Lee’s path to the NHL certainly wasn’t a quick one. He had a stint with Green Bay of the USHL after being picked and then spent the following three years with Notre Dame where he was a consistent scoring threat, putting up at least 17 goals and 34 points each year. That earned him an entry-level deal in 2013 where he made his NHL debut just days later.
But it wasn’t until 2014-15 that Lee became a regular with the Islanders. As he did in college and the minors, he just kept on scoring, notching 25 goals in his rookie year to help him finish in the top ten in Calder Trophy voting for Rookie of the Year. His best season came three years later when he cracked the 40-goal mark while also eclipsing the 60-point plateau.

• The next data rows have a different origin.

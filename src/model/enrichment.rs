use crate::recommend::{parse_checklist, ChecklistSection};
use serde::{Deserialize, Serialize};

/// Lab metrics for one device strategy
#[derive(Debug, Clone, PartialEq, Serialize, Deserialize)]
#[serde(rename_all = "camelCase")]
pub struct PerformanceChannel {
    /// `mobile` or `desktop`
    pub strategy: String,
    /// Provider performance score scaled to 0..=100
    pub score: Option<u32>,
    pub largest_contentful_paint_ms: Option<f64>,
    pub first_contentful_paint_ms: Option<f64>,
    pub cumulative_layout_shift: Option<f64>,
    pub total_blocking_time_ms: Option<f64>,
}

impl PerformanceChannel {
    pub fn has_metrics(&self) -> bool {
        self.largest_contentful_paint_ms.is_some()
            || self.first_contentful_paint_ms.is_some()
            || self.cumulative_layout_shift.is_some()
            || self.total_blocking_time_ms.is_some()
    }
}

/// An improvement opportunity reported by the performance provider
#[derive(Debug, Clone, PartialEq, Serialize, Deserialize)]
#[serde(rename_all = "camelCase")]
pub struct PerformanceSuggestion {
    pub id: String,
    pub title: String,
    pub description: Option<String>,
    pub estimated_savings_ms: Option<f64>,
}

#[derive(Debug, Clone, PartialEq, Default, Serialize, Deserialize)]
#[serde(rename_all = "camelCase")]
pub struct PerformanceResult {
    pub mobile: Option<PerformanceChannel>,
    pub desktop: Option<PerformanceChannel>,
    pub suggestions: Vec<PerformanceSuggestion>,
}

impl PerformanceResult {
    /// Channel used for scoring: mobile when it carries metrics, else desktop
    pub fn primary_channel(&self) -> Option<&PerformanceChannel> {
        self.mobile
            .as_ref()
            .filter(|c| c.has_metrics())
            .or_else(|| self.desktop.as_ref().filter(|c| c.has_metrics()))
            .or(self.mobile.as_ref())
            .or(self.desktop.as_ref())
    }

    /// Opportunity with the largest estimated savings, or the first one
    /// when none report savings
    pub fn top_suggestion(&self) -> Option<&PerformanceSuggestion> {
        let best = self
            .suggestions
            .iter()
            .filter(|s| s.estimated_savings_ms.is_some_and(|ms| ms > 0.0))
            .max_by(|a, b| {
                let a = a.estimated_savings_ms.unwrap_or_default();
                let b = b.estimated_savings_ms.unwrap_or_default();
                a.total_cmp(&b)
            });
        best.or_else(|| self.suggestions.first())
    }
}

/// Off-page authority metrics for the audited domain
#[derive(Debug, Clone, PartialEq, Default, Serialize, Deserialize)]
#[serde(rename_all = "camelCase")]
pub struct OffPageSeoResult {
    pub domain_authority: Option<f64>,
    pub backlinks: Option<u64>,
    pub referring_domains: Option<u64>,
    pub spam_score: Option<f64>,
}

impl OffPageSeoResult {
    pub fn is_empty(&self) -> bool {
        self.domain_authority.is_none()
            && self.backlinks.is_none()
            && self.referring_domains.is_none()
            && self.spam_score.is_none()
    }
}

/// Markdown text produced by the AI insight provider
#[derive(Debug, Clone, PartialEq, Eq, Serialize, Deserialize)]
#[serde(rename_all = "camelCase")]
pub struct AiInsightsResult {
    pub text: String,
    pub model: Option<String>,
}

impl AiInsightsResult {
    pub fn checklist(&self) -> Vec<ChecklistSection> {
        parse_checklist(&self.text)
    }
}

While Lee hasn’t been able to get back to that level since then, he has been a relatively consistent scorer. He has scored 28 goals three times in the past five seasons; the two that he didn’t were the campaigns shortened by the pandemic. Along the way, he took over as captain in 2018 after John Tavares left for Toronto and signed a seven-year extension with the Isles one year later; that deal – which carries a $7MM AAV – still has three seasons left on it.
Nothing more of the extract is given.